Meraba Duet Anies-AHY Dan Kejutan Koalisi Djie Sam Soe
angkaberita.id - Sejak hasil survei Litbang Kompas memproyeksikan Demokrat kembali bertaji di Pileg 2024, dengan elektabilitas terbesar ketiga di Tanah Air setelah PDIP dan Gerindra, nama AHY langsung mencuat sebagai kandidat Pilpres, terutama berduet dengan Anies Baswedan.
Bahkan, Indikator Politik dalam rilis survei terbaru, mengonfirmasi skenario itu. Tak hanya itu, lembaga survei politik besutan Burhanuddin Muhtadi, itu juga menampilkan hasil simulasi Anies-AHY dalam sejumlah skenario kontestasi di Pilpres 2024.
Hasilnya, duet Anies-AHY kompetitif ketika bertarung dengan duet tertentu. Dibandingkan, simulasi paket duet lainnya, paket Anies-AHY tak terlalu mengecewakan. Wajar, untuk sebagian, jika belakangan di sejumlah daerah, mulai bertebaran spanduk dukungan ke kandidat tertentu.
Di Bekasi semisal, elite PPP setempat dengan terbuka memasang spanduk dukungn Anies ke Pilpres 2024. "Benar, itu saya yang membuat. Bagian dari aspirasi masyarakat ketika saya turun ke kiai, ke habib, ke ustaz-ustaz itu nanti bisa mengusung Anies," tegas Solihin, Ketua DPC PPP Bekasi, seperti dilansir detikcom, Senin (4/4/2022).
Meskipun sejumlah kalangan menduganya sebagai cara mendongkrak elektabilitas PPP nantinya, tetap saja manuver itu menjadi perhatian kalangan analis. Sebab, skenario berduetnya Anies-AHY dengan pengusung koalisi PKS dan Demokrat serta PPP, menjadi satu-satunya pilihan terbatas.
Jika, untuk sebagian, PDIP-Gerindra nantinya benar-benar merealisasikan janji "Batu Tulis" dengan mengusung Prabowo-Puan Maharani.

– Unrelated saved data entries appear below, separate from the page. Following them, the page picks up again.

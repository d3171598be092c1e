//! TUI application state: input text, mode, pending request, current result.

use std::time::Instant;

use serde_json::Value;

use crate::core::analysis::{AnalysisMode, BiasResult, normalize};
use crate::core::api::HealthStatus;
use crate::core::examples::EXAMPLE_TEXTS;

pub struct App {
    /// Text to analyze, edited in the input pane.
    pub(crate) input: String,
    /// Cursor position in the input (byte index on a char boundary).
    pub(crate) input_cursor: usize,
    /// Mode used for the next request; toggled with Tab.
    pub(crate) mode: AnalysisMode,
    /// True while a request is in flight; the submit action is disabled.
    pub(crate) is_analyzing: bool,
    /// When the in-flight request started; drives the spinner.
    pub(crate) analysis_started_at: Option<Instant>,
    /// Result of the last completed request, replaced outright by the next.
    pub(crate) result: Option<BiasResult>,
    /// Normalization or transport error from the last request.
    pub(crate) error: Option<String>,
    /// Whether annotated segments are rendered with category colors.
    pub(crate) show_highlights: bool,
    /// Results pane scroll offset in lines.
    pub(crate) scroll: usize,
    /// Max scroll from last draw; used to clamp scroll_down.
    pub(crate) last_max_scroll: usize,
    pub(crate) health: Option<HealthStatus>,
    pub(crate) health_error: Option<String>,
    /// When health was last checked; for the 30 s refresh.
    pub(crate) health_checked_at: Option<Instant>,
    /// Index of the next example text inserted with Ctrl+E.
    pub(crate) next_example: usize,
}

impl App {
    pub fn new(mode: AnalysisMode) -> Self {
        Self {
            input: String::new(),
            input_cursor: 0,
            mode,
            is_analyzing: false,
            analysis_started_at: None,
            result: None,
            error: None,
            show_highlights: true,
            scroll: 0,
            last_max_scroll: 0,
            health: None,
            health_error: None,
            health_checked_at: None,
            next_example: 0,
        }
    }

    pub(crate) fn toggle_mode(&mut self) {
        self.mode = match self.mode {
            AnalysisMode::Quick => AnalysisMode::Comprehensive,
            AnalysisMode::Comprehensive => AnalysisMode::Quick,
        };
    }

    pub(crate) fn toggle_highlights(&mut self) {
        self.show_highlights = !self.show_highlights;
    }

    /// Clear the input and discard the current result and error.
    pub(crate) fn clear_input(&mut self) {
        self.input.clear();
        self.input_cursor = 0;
        self.result = None;
        self.error = None;
        self.scroll = 0;
    }

    /// Replace the input with the next example text, cycling through them.
    pub(crate) fn insert_example(&mut self) {
        let example = EXAMPLE_TEXTS[self.next_example % EXAMPLE_TEXTS.len()];
        self.next_example += 1;
        self.input = example.to_string();
        self.input_cursor = self.input.len();
        self.result = None;
        self.error = None;
        self.scroll = 0;
    }

    pub(crate) fn start_analysis(&mut self) {
        self.is_analyzing = true;
        self.analysis_started_at = Some(Instant::now());
    }

    /// Handle an arrived response: last response wins, the previous result is
    /// discarded either way. Normalization runs here, on the UI thread.
    pub(crate) fn finish_analysis(&mut self, mode: AnalysisMode, outcome: Result<Value, String>) {
        self.is_analyzing = false;
        self.analysis_started_at = None;
        self.result = None;
        self.scroll = 0;
        match outcome {
            Ok(raw) => match normalize(&raw, mode) {
                Ok(result) => {
                    self.error = None;
                    self.result = Some(result);
                }
                Err(e) => self.error = Some(e.to_string()),
            },
            Err(e) => self.error = Some(e),
        }
    }

    pub(crate) fn insert_char(&mut self, c: char) {
        self.input.insert(self.input_cursor, c);
        self.input_cursor += c.len_utf8();
    }

    pub(crate) fn backspace(&mut self) {
        if let Some((idx, c)) = self.input[..self.input_cursor].char_indices().next_back() {
            self.input.remove(idx);
            self.input_cursor -= c.len_utf8();
        }
    }

    pub(crate) fn cursor_left(&mut self) {
        if let Some((idx, _)) = self.input[..self.input_cursor].char_indices().next_back() {
            self.input_cursor = idx;
        }
    }

    pub(crate) fn cursor_right(&mut self) {
        if let Some(c) = self.input[self.input_cursor..].chars().next() {
            self.input_cursor += c.len_utf8();
        }
    }

    pub(crate) fn scroll_up(&mut self, n: usize) {
        self.scroll = self.scroll.saturating_sub(n);
    }

    pub(crate) fn scroll_down(&mut self, n: usize) {
        self.scroll = (self.scroll + n).min(self.last_max_scroll);
    }
}

#[cfg(test)]
mod tests {
    use super::*;
    use serde_json::json;

    #[test]
    fn insert_and_backspace_respect_char_boundaries() {
        let mut app = App::new(AnalysisMode::Quick);
        app.insert_char('é');
        app.insert_char('x');
        assert_eq!(app.input, "éx");
        app.backspace();
        app.backspace();
        assert!(app.input.is_empty());
        assert_eq!(app.input_cursor, 0);
    }

    #[test]
    fn cursor_moves_over_multibyte_chars() {
        let mut app = App::new(AnalysisMode::Quick);
        app.input = "aé".to_string();
        app.input_cursor = app.input.len();
        app.cursor_left();
        assert_eq!(app.input_cursor, 1);
        app.cursor_left();
        assert_eq!(app.input_cursor, 0);
        app.cursor_right();
        assert_eq!(app.input_cursor, 1);
    }

    #[test]
    fn finish_analysis_replaces_previous_result() {
        let mut app = App::new(AnalysisMode::Quick);
        let ok = json!({
            "text": "a",
            "has_bias": false,
            "timestamp": "2026-08-26T10:15:00"
        });
        app.finish_analysis(AnalysisMode::Quick, Ok(ok));
        assert!(app.result.is_some());
        assert!(app.error.is_none());

        // A later failure discards the stale result rather than keeping it.
        app.finish_analysis(AnalysisMode::Quick, Err("connection refused".to_string()));
        assert!(app.result.is_none());
        assert_eq!(app.error.as_deref(), Some("connection refused"));
    }

    #[test]
    fn finish_analysis_surfaces_normalize_errors() {
        let mut app = App::new(AnalysisMode::Quick);
        let bad = json!({
            "text": "a",
            "has_bias": false,
            "severity": "severe",
            "timestamp": "2026-08-26T10:15:00"
        });
        app.finish_analysis(AnalysisMode::Quick, Ok(bad));
        assert!(app.result.is_none());
        assert!(app.error.as_deref().unwrap().contains("inconsistent"));
    }

    #[test]
    fn insert_example_cycles() {
        let mut app = App::new(AnalysisMode::Quick);
        app.insert_example();
        let first = app.input.clone();
        app.insert_example();
        assert_ne!(app.input, first);
    }
}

Juga dengan asumsi, Golkar dan PKB serta PAN dan Nasdem merestui Ganjar-Erick. Pertimbangannya sederhana. PKB besutan Cak Imin, secara elektoral, basis konstituennya segaris dengan Ganjar-Erick. PAN, setelah Zulkifli Hasan pecah kongsi dengan Amien Rais, cenderung lebih pragmatis.
Sedangkan Golkar dan Nasdem, terlahir dari ideologi serahim, juga tak mengaminkan kursi oposan ke pemerintah nantinya. Jika kalkulasi politik mereka tak meleset, keduanya cenderung ke Ganjar-Erick, meskipun politik bersifat dinamis hingga detik terakhir. Bedanya, dua kali Pilpres, kalkulasi Nasdem akurat.
Bahkan, Pileg 2019, Nasdem naik daun merasakan efek elektoral dengan lonjakan kursi di DPR, dan sejumlah DPRD termasuk di Kepri. Bedanya, kini hasil survei Litbang Kompas, Nasdem justru terancam tak lolos parliamentary threshold sebesar 4 persen. Sedangkan Golkar, di bawah Airlangga Hartarto, agaknya cenderung melihat arah angin, dengan bersandar distribusi tren elektoral.
Nah, dengan skenario presidential threshold 20 persen, duet Anies-AHY hanya "terkabul" jika melibatkan PPP. Kecuali berganti arah angin, dengan skenario itu, posisi PPP nantinya di koalisi PKS dan Demokrat, sebut saja Koalisi Djie Sam Soe, lantaran jumlah kursi totalnya 123 di DPR, bisa disebut, di atas angin dibanding semisal bergabung ke koalisi lainnya.
Kabar baiknya, janji Ketum PBNU Gus Yahya membawa NU ke high politics, dengan menjadi rumah besar bagi parpol lainnya, menjadi angin segar bagi PPP. Hanya saja, meskipun memiliki basis konstituen ke jamiah Nahdliyin, PPP justru, secara elektoral, tak seperti PKB kuat di satu wilayah. Wajar, jika kini, taktik PPP menguatkan basis elektoral, seperti DKI Jakarta, Jabar dan Banten, termasuk dengan memasang spanduk dukungan ke calon tertentu.